= Beginning of Section =

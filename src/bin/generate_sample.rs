use std::sync::Arc;

use anyhow::{Context, Result};
use arrow::array::{Float64Array, Int32Array, StringArray};
use arrow::datatypes::{DataType, Field, Schema};
use arrow::record_batch::RecordBatch;
use parquet::arrow::ArrowWriter;
use rand::rngs::StdRng;
use rand::{Rng, SeedableRng};

/// Sparse yearly counts: each year is skipped with probability `gap`.
fn generate_series(
    first: i32,
    last: i32,
    base: f64,
    trend: f64,
    gap: f64,
    rng: &mut StdRng,
) -> Vec<(i32, f64)> {
    let mut out = Vec::new();
    for year in first..=last {
        if rng.gen_bool(gap) {
            continue;
        }
        let t = (year - first) as f64;
        let noise: f64 = rng.gen_range(-0.15..0.15);
        let value = (base + trend * t) * (1.0 + noise);
        out.push((year, value.max(0.0).round()));
    }
    out
}

fn main() -> Result<()> {
    env_logger::init();
    let mut rng = StdRng::seed_from_u64(42);

    // (label, first year, last year, base, trend per year, gap probability)
    let specs = [
        ("Bund", 1993, 2023, 40.0, 2.5, 0.05),
        ("Bayern", 1995, 2023, 25.0, 1.0, 0.2),
        ("Berlin", 2001, 2023, 10.0, 3.0, 0.3),
        ("Sachsen", 2010, 2020, 60.0, -2.0, 0.0),
        ("Hamburg", 2018, 2018, 12.0, 0.0, 0.0),
    ];

    let mut labels: Vec<String> = Vec::new();
    let mut years: Vec<i32> = Vec::new();
    let mut values: Vec<f64> = Vec::new();
    let mut pairs = Vec::new();

    for &(label, first, last, base, trend, gap) in &specs {
        let series = generate_series(first, last, base, trend, gap, &mut rng);
        let keyed: serde_json::Map<String, serde_json::Value> = series
            .iter()
            .map(|&(year, value)| (year.to_string(), serde_json::json!(value)))
            .collect();
        pairs.push(serde_json::json!([label, keyed]));

        for (year, value) in series {
            labels.push(label.to_string());
            years.push(year);
            values.push(value);
        }
    }

    // JSON in the page-template shape
    let json_path = "sample_datasets.json";
    std::fs::write(json_path, serde_json::to_string_pretty(&pairs)?)
        .with_context(|| format!("writing {json_path}"))?;

    // CSV, long format
    let csv_path = "sample_datasets.csv";
    let mut writer = csv::Writer::from_path(csv_path).context("creating CSV")?;
    writer.write_record(["label", "year", "value"])?;
    for ((label, year), value) in labels.iter().zip(&years).zip(&values) {
        writer.write_record([label.clone(), year.to_string(), value.to_string()])?;
    }
    writer.flush()?;

    // Parquet, long format
    let schema = Arc::new(Schema::new(vec![
        Field::new("label", DataType::Utf8, false),
        Field::new("year", DataType::Int32, false),
        Field::new("value", DataType::Float64, false),
    ]));

    let batch = RecordBatch::try_new(
        schema.clone(),
        vec![
            Arc::new(StringArray::from(
                labels.iter().map(|s| s.as_str()).collect::<Vec<_>>(),
            )),
            Arc::new(Int32Array::from(years.clone())),
            Arc::new(Float64Array::from(values.clone())),
        ],
    )
    .context("building record batch")?;

    let parquet_path = "sample_datasets.parquet";
    let file = std::fs::File::create(parquet_path).context("creating parquet file")?;
    let mut writer = ArrowWriter::try_new(file, schema, None).context("creating writer")?;
    writer.write(&batch).context("writing batch")?;
    writer.close().context("closing writer")?;

    println!(
        "Wrote {} datasets ({} observations) to {json_path}, {csv_path} and {parquet_path}",
        specs.len(),
        values.len()
    );
    Ok(())
}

= End of Section =

YOUR GOAL:
Look through the records above and please copy every line in which the string "pairs" occurs.

ANSWER AREA:
    let mut pairs = Vec::new();
        pairs.push(serde_json::json!([label, keyed]));
    std::fs::write(json_path, serde_json::to_string_pretty(&pairs)?)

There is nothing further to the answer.